=== Section Start ===

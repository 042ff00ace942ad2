use anyhow::Result;
use clap::Parser;
use colored::*;

use crm_cli::cli::commands::{config as config_cmd, fields, import as import_cmd, preview};
use crm_cli::cli::{Cli, Commands};
use crm_cli::config::Config;

#[tokio::main]
async fn main() {
    if let Err(e) = run().await {
        eprintln!("{} {:#}", "Error:".red().bold(), e);
        std::process::exit(1);
    }
}

async fn run() -> Result<()> {
    // A missing .env is fine
    let _ = dotenvy::dotenv();

    let cli = Cli::parse();
    init_logging(cli.verbose);

    if cli.no_color {
        colored::control::set_override(false);
    }

    let mut config = Config::load()?;
    if let Some(url) = cli.api_url.as_deref() {
        config.set("api.base_url", url)?;
    }

    match cli.command {
        Commands::Import(args) => import_cmd::handle_import_command(args, &config).await,
        Commands::Preview(args) => preview::handle_preview_command(args),
        Commands::Fields => {
            fields::handle_fields_command();
            Ok(())
        }
        Commands::Config(command) => config_cmd::handle_config_command(command, &config),
    }
}

/// `RUST_LOG` wins over `-v` flags
fn init_logging(verbose: u8) {
    let default_level = match verbose {
        0 => "warn",
        1 => "info",
        _ => "debug",
    };

    env_logger::Builder::from_env(env_logger::Env::default().default_filter_or(default_level))
        .format_timestamp(None)
        .init();
}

=== Section End ===

_Exercise objective_
This exercise requires the lines of the entries containing the string "verbose".

_Your response_
    init_logging(cli.verbose);
fn init_logging(verbose: u8) {
    let default_level = match verbose {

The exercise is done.